This parable is largely a response to the other atheist book I read, Deconverted by Seth Andrews. He describes four kinds of people he interacted with in his doomed search for answers, represented above: the feeler, the folklorist, the theologian, and the foot soldier. Obviously I would fall into the theologian category. It sounds like Andrews saw the (partially true) answers the theologian types were giving him as overcomplicated, overconfident, grasping-at-straws attempts to explain away what he saw as increasingly obvious evidence for Christianity being a bunch of baloney. The parable is an attempt to show what this might have looked like to the theologians he was talking to--an unreasonable demand to have truth conform to expectations of simplicity and rejection of evidence that said otherwise as "explaining away' the obvious. (e.g. answering some Biblical questions by bringing up the need to read the Bible in its original context, which he dismisses but which I see as "obvious")

A New Sect of Islam

Suppose that in the near future, in Iran, a new sect of Islam emerged. This movement worshipped a previously little-known, poor, itinerant Muslim imam (teacher) named Isa. This man's life was little-documented at the time, but he was believed to have been stoned to death as a heretic in 1980, the early days of the Islamic Republic of Iran. Isa had been killed for claiming to be God, unthinkable blasphemy in Islam, but nonetheless after his death the cult he had led continued to persist and even grow, proclaiming that Isa really was God and was equal in stature with Allah, though somehow, mysteriously, one in spirit with him. Despite continuing, fierce persecution, the cult of Isa continued to spread, both inside and outside Iran, in the east and the west, converting not just Muslims but people or all faiths, finally gaining widespread, international attention in the present day.

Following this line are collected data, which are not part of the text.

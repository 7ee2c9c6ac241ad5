//! Request instrumentation: one structured event per request attempt.
//!
//! The transport reports an [`InstrumentationEvent`] to the configured
//! [`InstrumentationSink`] exactly once per attempt, whatever the outcome.
//! Caller-supplied payload fields are forwarded untouched; timing and the
//! classified outcome are added alongside them. Sinks are never required for
//! correctness and their failures are logged and ignored.
//!
//! ## Key Components
//!
//! | Component | Description |
//! |-----------|-------------|
//! | [`InstrumentationEvent`] | Event emitted per attempt |
//! | [`InstrumentationSink`] | Trait for event destinations |
//! | [`NoopSink`] | Default sink (discards events) |
//! | [`TracingSink`] | Forwards events to `tracing` (debug level) |
//! | [`InMemorySink`] | Keeps events in memory, for tests |
//! | [`CompositeSink`] | Fans out to several sinks |

use crate::Result;
use async_trait::async_trait;
use serde::{Deserialize, Serialize};
use serde_json::Value;
use std::sync::{Arc, RwLock};
use std::time::{SystemTime, UNIX_EPOCH};

/// Name of the event emitted for each request attempt.
pub const REQUEST_EVENT: &str = "client_request_matrix_data.google_distance_matrix";

/// Caller-supplied fields attached to an event.
pub type Payload = serde_json::Map<String, Value>;

pub(crate) fn timestamp() -> f64 {
    SystemTime::now()
        .duration_since(UNIX_EPOCH)
        .map(|d| d.as_secs_f64())
        .unwrap_or(0.0)
}

#[derive(Debug, Clone, PartialEq, Serialize, Deserialize)]
pub struct InstrumentationEvent {
    pub name: String,
    /// Unix time (seconds) at which the attempt started.
    pub started_at: f64,
    pub duration_ms: u64,
    /// Classified outcome: `success`, `client_error`, `server_error`, ...
    pub outcome: String,
    pub http_status: Option<u16>,
    pub payload: Payload,
}

impl InstrumentationEvent {
    pub fn request(started_at: f64, payload: Payload) -> Self {
        Self {
            name: REQUEST_EVENT.to_string(),
            started_at,
            duration_ms: 0,
            outcome: String::new(),
            http_status: None,
            payload,
        }
    }

    pub fn with_duration_ms(mut self, ms: u64) -> Self {
        self.duration_ms = ms;
        self
    }

    pub fn with_outcome(mut self, outcome: impl Into<String>) -> Self {
        self.outcome = outcome.into();
        self
    }

    pub fn with_http_status(mut self, status: Option<u16>) -> Self {
        self.http_status = status;
        self
    }
}

#[async_trait]
pub trait InstrumentationSink: Send + Sync {
    async fn report(&self, event: InstrumentationEvent) -> Result<()>;
}

pub struct NoopSink;

#[async_trait]
impl InstrumentationSink for NoopSink {
    async fn report(&self, _event: InstrumentationEvent) -> Result<()> {
        Ok(())
    }
}

pub fn noop_sink() -> Arc<dyn InstrumentationSink> {
    Arc::new(NoopSink)
}

/// Logs every event at `debug` level.
#[derive(Default)]
pub struct TracingSink;

#[async_trait]
impl InstrumentationSink for TracingSink {
    async fn report(&self, event: InstrumentationEvent) -> Result<()> {
        tracing::debug!(
            event = event.name.as_str(),
            outcome = event.outcome.as_str(),
            http_status = event.http_status,
            duration_ms = event.duration_ms,
            payload = %serde_json::Value::Object(event.payload.clone()),
            "instrumentation"
        );
        Ok(())
    }
}

/// In-memory sink for testing.
pub struct InMemorySink {
    events: RwLock<Vec<InstrumentationEvent>>,
    max_events: usize,
}

impl InMemorySink {
    pub fn new(max: usize) -> Self {
        Self {
            events: RwLock::new(Vec::new()),
            max_events: max,
        }
    }
    pub fn events(&self) -> Vec<InstrumentationEvent> {
        self.events.read().map(|e| e.clone()).unwrap_or_default()
    }
    pub fn clear(&self) {
        if let Ok(mut events) = self.events.write() {
            events.clear();
        }
    }
    pub fn len(&self) -> usize {
        self.events.read().map(|e| e.len()).unwrap_or(0)
    }
    pub fn is_empty(&self) -> bool {
        self.len() == 0
    }
}

impl Default for InMemorySink {
    fn default() -> Self {
        Self::new(1024)
    }
}

#[async_trait]
impl InstrumentationSink for InMemorySink {
    async fn report(&self, event: InstrumentationEvent) -> Result<()> {
        let mut events = self.events.write().unwrap_or_else(|p| p.into_inner());
        events.push(event);
        if events.len() > self.max_events {
            events.remove(0);
        }
        Ok(())
    }
}

/// Composite sink for multiple destinations.
#[derive(Default)]
pub struct CompositeSink {
    sinks: Vec<Arc<dyn InstrumentationSink>>,
}

impl CompositeSink {
    pub fn new() -> Self {
        Self { sinks: Vec::new() }
    }
    pub fn add_sink(mut self, sink: Arc<dyn InstrumentationSink>) -> Self {
        self.sinks.push(sink);
        self
    }
}

#[async_trait]
impl InstrumentationSink for CompositeSink {
    async fn report(&self, event: InstrumentationEvent) -> Result<()> {
        for s in &self.sinks {
            if let Err(e) = s.report(event.clone()).await {
                tracing::warn!(error = %e, event = event.name.as_str(), "instrumentation sink failed");
            }
        }
        Ok(())
    }
}
use crate::cache::{CacheStats, ClientCache};
use crate::configuration::Configuration;
use crate::places::Place;
use crate::request::{RequestDescriptor, UrlBuilder};
use crate::telemetry::Payload;
use crate::transport::HttpTransport;
use crate::types::MatrixData;
use crate::Result;
use serde_json::Value;

/// Distance matrix client.
///
/// Each call builds a fresh request from the configuration, answers it from
/// the cache when possible and otherwise executes it over HTTP. Concurrent
/// calls for the same request share one upstream fetch when a cache backend
/// is configured.
pub struct DistanceMatrixClient {
    configuration: Configuration,
    cache: ClientCache,
    transport: HttpTransport,
}

impl DistanceMatrixClient {
    pub fn new(configuration: Configuration) -> Self {
        let cache = ClientCache::new(configuration.cache.clone());
        Self {
            configuration,
            cache,
            transport: HttpTransport::new(),
        }
    }

    /// Client configured from `DISTANCE_MATRIX_*` environment variables.
    pub fn from_env() -> Self {
        Self::new(Configuration::from_env())
    }

    pub fn configuration(&self) -> &Configuration {
        &self.configuration
    }

    pub fn cache_stats(&self) -> CacheStats {
        self.cache.stats()
    }

    /// Build the request for `origins` x `destinations` without sending it.
    pub fn request(&self, origins: &[Place], destinations: &[Place]) -> Result<RequestDescriptor> {
        UrlBuilder::new(&self.configuration).build(origins, destinations)
    }

    /// Raw JSON body of a successful response.
    pub async fn fetch_json(&self, origins: &[Place], destinations: &[Place]) -> Result<Value> {
        self.fetch_json_with_payload(origins, destinations, Payload::new())
            .await
    }

    /// As [`fetch_json`](Self::fetch_json), attaching `payload` to the
    /// instrumentation event. Cache hits emit no event.
    pub async fn fetch_json_with_payload(
        &self,
        origins: &[Place],
        destinations: &[Place],
        payload: Payload,
    ) -> Result<Value> {
        let request = self.request(origins, destinations)?;
        self.cache
            .fetch(request.cache_key(), || {
                self.transport
                    .execute(&request, &self.configuration, payload)
            })
            .await
    }

    pub async fn fetch(&self, origins: &[Place], destinations: &[Place]) -> Result<MatrixData> {
        let value = self.fetch_json(origins, destinations).await?;
        MatrixData::from_value(value)
    }
}

impl std::fmt::Debug for DistanceMatrixClient {
    fn fmt(&self, f: &mut std::fmt::Formatter<'_>) -> std::fmt::Result {
        f.debug_struct("DistanceMatrixClient")
            .field("configuration", &self.configuration)
            .field("cache", &self.cache.backend_name())
            .finish()
    }
}
use super::Classification;
use crate::configuration::Configuration;
use crate::request::RequestDescriptor;
use crate::telemetry::{self, InstrumentationEvent, Payload};
use crate::{Error, Result};
use serde_json::Value;
use std::time::{Duration, Instant};
use tracing::{debug, info, warn};

/// Timeouts applied to one request, derived from the configuration.
///
/// `open` bounds TCP connect; the TLS handshake is part of connecting, so the
/// ssl budget is added to it. `read` bounds the whole exchange once sent.
#[derive(Debug, Clone, Copy, Default, PartialEq)]
pub struct TransportTimeouts {
    pub connect: Option<Duration>,
    pub read: Option<Duration>,
}

impl TransportTimeouts {
    pub fn from_configuration(config: &Configuration) -> Self {
        let open = seconds(config.http_open_timeout);
        let ssl = seconds(config.http_ssl_timeout);
        let connect = match (open, ssl) {
            (Some(o), Some(s)) => Some(o.saturating_add(s)),
            (o, s) => o.or(s),
        };
        Self {
            connect,
            read: seconds(config.http_read_timeout),
        }
    }
}

// Unset, zero, non-finite and unrepresentable values leave the transport default in place.
fn seconds(value: Option<f64>) -> Option<Duration> {
    value
        .filter(|v| *v > 0.0)
        .and_then(|v| Duration::try_from_secs_f64(v).ok())
}

/// Executes [`RequestDescriptor`]s over HTTP(S).
///
/// A client is built per request so that every call observes the timeouts of
/// the configuration it was issued with.
#[derive(Debug, Clone, Default)]
pub struct HttpTransport;

impl HttpTransport {
    pub fn new() -> Self {
        Self
    }

    fn client(&self, timeouts: TransportTimeouts) -> Result<reqwest::Client> {
        let mut builder = reqwest::Client::builder()
            // Redirects are not followed; a 3xx surfaces as a server error.
            .redirect(reqwest::redirect::Policy::none());
        if let Some(connect) = timeouts.connect {
            builder = builder.connect_timeout(connect);
        }
        if let Some(read) = timeouts.read {
            builder = builder.timeout(read);
        }
        builder.build().map_err(|e| Error::Server {
            http_status: None,
            message: format!("could not build HTTP client: {}", e),
        })
    }

    /// GET the request URL and classify the response.
    ///
    /// Exactly one [`InstrumentationEvent`] is reported to the configured
    /// sink, carrying `payload` unchanged, whatever the outcome.
    pub async fn execute(
        &self,
        request: &RequestDescriptor,
        config: &Configuration,
        payload: Payload,
    ) -> Result<Value> {
        let logged_url = config.filter_url(request.url());
        let started_at = telemetry::timestamp();
        let start = Instant::now();
        debug!(url = %logged_url, "requesting distance matrix");

        let result = self.exchange(request, config).await;
        let elapsed = start.elapsed().as_millis() as u64;

        let (outcome, http_status) = match &result {
            Ok((status, classification)) => (classification.outcome(), Some(*status)),
            Err(e) => ("server_error", e.http_status()),
        };
        match &result {
            Ok((_, Classification::Success(_))) => {
                info!(url = %logged_url, duration_ms = elapsed, http_status, "distance matrix request completed")
            }
            _ => warn!(
                url = %logged_url,
                outcome,
                http_status,
                duration_ms = elapsed,
                "distance matrix request failed"
            ),
        }

        if let Some(sink) = &config.instrumentation {
            let event = InstrumentationEvent::request(started_at, payload)
                .with_duration_ms(elapsed)
                .with_outcome(outcome)
                .with_http_status(http_status);
            if let Err(e) = sink.report(event).await {
                warn!(error = %e, "instrumentation sink rejected event");
            }
        }

        let (_, classification) = result?;
        classification.into_result()
    }

    async fn exchange(
        &self,
        request: &RequestDescriptor,
        config: &Configuration,
    ) -> Result<(u16, Classification)> {
        let client = self.client(TransportTimeouts::from_configuration(config))?;
        let response = client.get(request.url()).send().await?;
        let status = response.status().as_u16();
        let body = response.text().await?;
        Ok((status, Classification::classify(status, body, request.url())))
    }
}

#[cfg(test)]
mod tests {
    use super::*;

    #[test]
    fn unset_timeouts_use_transport_defaults() {
        let timeouts = TransportTimeouts::from_configuration(&Configuration::default());
        assert_eq!(timeouts, TransportTimeouts::default());
    }

    #[test]
    fn ssl_budget_extends_connect_timeout() {
        let config = Configuration::default().with_timeouts(Some(2.0), Some(10.0), Some(1.5));
        let timeouts = TransportTimeouts::from_configuration(&config);
        assert_eq!(timeouts.connect, Some(Duration::from_millis(3500)));
        assert_eq!(timeouts.read, Some(Duration::from_secs(10)));
    }

    #[test]
    fn ssl_timeout_alone_bounds_connect() {
        let config = Configuration::default().with_timeouts(None, None, Some(4.0));
        let timeouts = TransportTimeouts::from_configuration(&config);
        assert_eq!(timeouts.connect, Some(Duration::from_secs(4)));
        assert_eq!(timeouts.read, None);
    }

    #[test]
    fn non_positive_timeouts_are_ignored() {
        assert_eq!(seconds(Some(0.0)), None);
        assert_eq!(seconds(Some(-1.0)), None);
        assert_eq!(seconds(Some(f64::NAN)), None);
        assert_eq!(seconds(Some(0.25)), Some(Duration::from_millis(250)));
    }

    #[test]
    fn oversized_timeouts_do_not_panic() {
        assert_eq!(seconds(Some(1e20)), None);
        assert_eq!(seconds(Some(f64::INFINITY)), None);

        let config = Configuration::default().with_timeouts(Some(1e19), Some(1e19), Some(1e19));
        let timeouts = TransportTimeouts::from_configuration(&config);
        assert_eq!(timeouts.connect, Some(Duration::MAX));
        assert_eq!(timeouts.read, Some(Duration::from_secs(10_000_000_000_000_000_000)));
    }
}
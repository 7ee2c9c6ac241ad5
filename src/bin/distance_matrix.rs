//! distance-matrix: query the Distance Matrix API from the command line
//!
//! Usage:
//!   distance-matrix <origins> <destinations>
//!
//! Places are separated by `|`; a place of the form `<lat>,<lng>` is sent as
//! coordinates, anything else as an address. Configuration is read from
//! `DISTANCE_MATRIX_*` environment variables, logging from `RUST_LOG`.

use anyhow::{bail, Context};
use distance_matrix::configuration::ENV_PREFIX;
use distance_matrix::{Configuration, DistanceMatrixClient, Place};
use tracing_subscriber::EnvFilter;

#[tokio::main]
async fn main() -> anyhow::Result<()> {
    tracing_subscriber::fmt()
        .with_env_filter(EnvFilter::from_default_env())
        .with_writer(std::io::stderr)
        .init();

    let args: Vec<String> = std::env::args().collect();
    match args.get(1).map(String::as_str) {
        Some("help" | "--help" | "-h") => {
            print_usage();
            return Ok(());
        }
        Some("version" | "--version" | "-V") => {
            println!("distance-matrix {}", env!("CARGO_PKG_VERSION"));
            return Ok(());
        }
        _ => {}
    }
    if args.len() != 3 {
        print_usage();
        bail!("expected exactly two arguments, got {}", args.len().saturating_sub(1));
    }

    let config = Configuration::from_env();
    let errors = config.errors();
    if !errors.is_empty() {
        bail!("invalid configuration: {}", errors);
    }

    let origins = parse_places(&args[1]);
    let destinations = parse_places(&args[2]);
    let client = DistanceMatrixClient::new(config);
    let body = client
        .fetch_json(&origins, &destinations)
        .await
        .context("distance matrix request failed")?;
    println!("{}", serde_json::to_string_pretty(&body)?);
    Ok(())
}

fn print_usage() {
    eprintln!(
        r#"distance-matrix: Distance Matrix API client

USAGE:
    distance-matrix <ORIGINS> <DESTINATIONS>

    Places are separated by '|'. "59.91,10.75" is a coordinate pair,
    anything else is an address.

ENVIRONMENT:
    {prefix}GOOGLE_API_KEY      API key
    {prefix}MODE                driving | walking | bicycling | transit
    {prefix}<ATTRIBUTE>         any other configuration attribute
    RUST_LOG                    log filter (e.g. distance_matrix=debug)"#,
        prefix = ENV_PREFIX
    );
}

fn parse_places(arg: &str) -> Vec<Place> {
    arg.split('|')
        .map(str::trim)
        .filter(|p| !p.is_empty())
        .map(parse_place)
        .collect()
}

fn parse_place(token: &str) -> Place {
    if let Some((lat, lng)) = token.split_once(',') {
        if let (Ok(lat), Ok(lng)) = (lat.trim().parse::<f64>(), lng.trim().parse::<f64>()) {
            return Place::lat_lng(lat, lng);
        }
    }
    Place::address(token)
}
//! Integration tests with mock HTTP server

pub mod cache;
pub mod classification;
pub mod instrumentation;
pub mod mock_server;
pub mod transport_failures;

Obviously not all of the parts of this story align perfectly with the gospel accounts. The point is that the emergence and persistence of an Islamic sect that holds a multipersonal view of God is just as unthinkable today as the emergence of a Jewish sect that held a multipersonal view of God in the first century. Judaism and Islam are both strongly monotheistic religions. The very existence of such an offshoot sect begs the question, how can this religion have possibly formed around a belief that completely flies in the face of the most cherished beliefs of its parent religion, and how can it possibly continue to hold traction and convert believers of this parent religion?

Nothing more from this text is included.